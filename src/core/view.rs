//! # Render Surface Contract
//!
//! The operations the turn controller needs from whatever draws the
//! conversation. The TUI's `MessageListState` implements this; tests use a
//! recording fake. Keeping it as a trait keeps `core` free of ratatui types.

pub const ASSISTANT_AVATAR: &str = "🤖";
pub const USER_AVATAR: &str = "👤";

/// Which side of the viewport a bubble hugs.
#[derive(Debug, Clone, Copy, PartialEq, Eq)]
pub enum Alignment {
    /// Assistant bubbles: left-aligned, neutral styling, avatar shown.
    Left,
    /// User bubbles: right-aligned, accent styling.
    Right,
}

/// One rendered message bubble.
#[derive(Debug, Clone, PartialEq, Eq)]
pub struct Bubble {
    pub avatar: String,
    pub text: String,
    pub alignment: Alignment,
}

impl Bubble {
    pub fn new(avatar: impl Into<String>, text: impl Into<String>, alignment: Alignment) -> Self {
        Self {
            avatar: avatar.into(),
            text: text.into(),
            alignment,
        }
    }

    pub fn assistant(text: impl Into<String>) -> Self {
        Self::new(ASSISTANT_AVATAR, text, Alignment::Left)
    }

    pub fn user(text: impl Into<String>) -> Self {
        Self::new(USER_AVATAR, text, Alignment::Right)
    }
}

/// Identifies one pending ("typing") indicator.
#[derive(Debug, Clone, Copy, PartialEq, Eq, Hash)]
pub struct IndicatorHandle(pub u64);

pub trait ChatView {
    /// Adds a bubble at the bottom and schedules a scroll to it.
    fn append(&mut self, bubble: Bubble);

    /// Shows the pending indicator, replacing any previous one.
    fn show_indicator(&mut self) -> IndicatorHandle;

    /// Removes the indicator if `handle` still refers to it.
    /// Returns `false` when it was already gone.
    fn remove(&mut self, handle: IndicatorHandle) -> bool;

    /// Removes every bubble and any indicator.
    fn clear(&mut self);
}
//! # ButtonBar Component
//!
//! The clickable `Clear Chat` and `Send` buttons to the right of the input
//! box. The rects they were drawn at are written back to [`ButtonAreas`] so
//! the event loop can hit-test mouse clicks against the last frame.

use ratatui::Frame;
use ratatui::layout::{Constraint, Layout, Position, Rect};
use ratatui::style::{Color, Modifier, Style};
use ratatui::widgets::{Block, BorderType, Paragraph};

use crate::tui::component::Component;

const SEND_BG: Color = Color::Rgb(0x57, 0xf2, 0x87);
const CLEAR_BG: Color = Color::Rgb(0xed, 0x42, 0x45);

pub const SEND_LABEL: &str = "Send";
pub const CLEAR_LABEL: &str = "Clear Chat";

/// Total columns the bar occupies.
pub const WIDTH: u16 = CLEAR_WIDTH + SEND_WIDTH;
const CLEAR_WIDTH: u16 = CLEAR_LABEL.len() as u16 + 4;
const SEND_WIDTH: u16 = SEND_LABEL.len() as u16 + 4;

#[derive(Debug, Clone, Copy, PartialEq, Eq)]
pub enum Button {
    Send,
    Clear,
}

/// Where each button was last drawn.
#[derive(Debug, Clone, Copy, Default)]
pub struct ButtonAreas {
    pub send: Rect,
    pub clear: Rect,
}

impl ButtonAreas {
    pub fn hit_test(&self, column: u16, row: u16) -> Option<Button> {
        let position = Position::new(column, row);
        if self.send.contains(position) {
            Some(Button::Send)
        } else if self.clear.contains(position) {
            Some(Button::Clear)
        } else {
            None
        }
    }
}

pub struct ButtonBar<'a> {
    pub areas: &'a mut ButtonAreas,
    /// Send is drawn dimmed while a reply is pending
    pub send_enabled: bool,
}

impl<'a> ButtonBar<'a> {
    pub fn new(areas: &'a mut ButtonAreas, send_enabled: bool) -> Self {
        Self {
            areas,
            send_enabled,
        }
    }
}

fn button(label: &str, bg: Color, enabled: bool) -> Paragraph<'_> {
    let style = if enabled {
        Style::default().fg(Color::White).bg(bg).add_modifier(Modifier::BOLD)
    } else {
        Style::default().fg(Color::Gray).bg(Color::DarkGray)
    };
    Paragraph::new(label).centered().style(style).block(
        Block::bordered()
            .border_type(BorderType::Rounded)
            .border_style(style.remove_modifier(Modifier::BOLD)),
    )
}

impl Component for ButtonBar<'_> {
    fn render(&mut self, frame: &mut Frame, area: Rect) {
        let [clear, send] =
            Layout::horizontal([Constraint::Length(CLEAR_WIDTH), Constraint::Length(SEND_WIDTH)])
                .areas(area);
        // Buttons keep a fixed 3-row height at the bottom of the input row
        let clear = bottom_rows(clear, 3);
        let send = bottom_rows(send, 3);

        frame.render_widget(button(CLEAR_LABEL, CLEAR_BG, true), clear);
        frame.render_widget(button(SEND_LABEL, SEND_BG, self.send_enabled), send);

        self.areas.clear = clear;
        self.areas.send = send;
    }
}

fn bottom_rows(area: Rect, rows: u16) -> Rect {
    let height = rows.min(area.height);
    Rect::new(area.x, area.y + area.height - height, area.width, height)
}

#[cfg(test)]
mod tests {
    use super::*;
    use ratatui::Terminal;
    use ratatui::backend::TestBackend;

    #[test]
    fn records_hit_areas_and_hit_tests() {
        let mut terminal = Terminal::new(TestBackend::new(WIDTH, 5)).unwrap();
        let mut areas = ButtonAreas::default();
        terminal
            .draw(|f| ButtonBar::new(&mut areas, true).render(f, f.area()))
            .unwrap();

        assert_eq!(areas.clear, Rect::new(0, 2, CLEAR_WIDTH, 3));
        assert_eq!(areas.send, Rect::new(CLEAR_WIDTH, 2, SEND_WIDTH, 3));

        assert_eq!(areas.hit_test(1, 3), Some(Button::Clear));
        assert_eq!(areas.hit_test(CLEAR_WIDTH + 1, 4), Some(Button::Send));
        assert_eq!(areas.hit_test(1, 0), None);
    }

    #[test]
    fn labels_are_drawn() {
        let mut terminal = Terminal::new(TestBackend::new(WIDTH, 3)).unwrap();
        let mut areas = ButtonAreas::default();
        terminal
            .draw(|f| ButtonBar::new(&mut areas, false).render(f, f.area()))
            .unwrap();

        let text: String = terminal
            .backend()
            .buffer()
            .content()
            .iter()
            .map(|c| c.symbol())
            .collect();
        assert!(text.contains(CLEAR_LABEL));
        assert!(text.contains(SEND_LABEL));
    }

    #[test]
    fn nothing_is_hit_before_first_render() {
        assert_eq!(ButtonAreas::default().hit_test(0, 0), None);
    }
}
//! # TUI Components
//!
//! UI components for the terminal interface.
//!
//! ## Stateless Components (Props-Based Rendering)
//!
//! - `Header`: title, model name and status
//! - `BubbleView`: a single chat bubble
//! - `ButtonBar`: the `Clear Chat` / `Send` buttons (writes back its hit areas)
//!
//! ## Stateful Components (Event-Driven)
//!
//! - `InputBox`: multi-line text input, locked while a reply is pending
//! - `MessageList`: scrollable conversation view with layout caching; its
//!   state implements the core `ChatView` contract
//!
//! ```text
//! components/
//! ├── mod.rs              (this file)
//! ├── header.rs           (top bar)
//! ├── bubble.rs           (single bubble: measure + render)
//! ├── typing_indicator.rs (pending "..." bubble and its timer)
//! ├── message_list.rs     (scrollable bubble container)
//! ├── button_bar.rs       (clickable buttons)
//! └── input_box/          (text input + character wrapping)
//! ```

pub mod bubble;
pub mod button_bar;
pub mod header;
pub mod input_box;
pub mod message_list;
pub mod typing_indicator;

pub use button_bar::{Button, ButtonAreas, ButtonBar};
pub use header::Header;
pub use input_box::{InputBox, InputEvent};
pub use message_list::{MessageList, MessageListState};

» DIRECTIONS FOR THIS TASK
Determine how many lines of this listing have the word "styling" in them, and reply with that number alone.

» OUTPUT OF THE TASK
2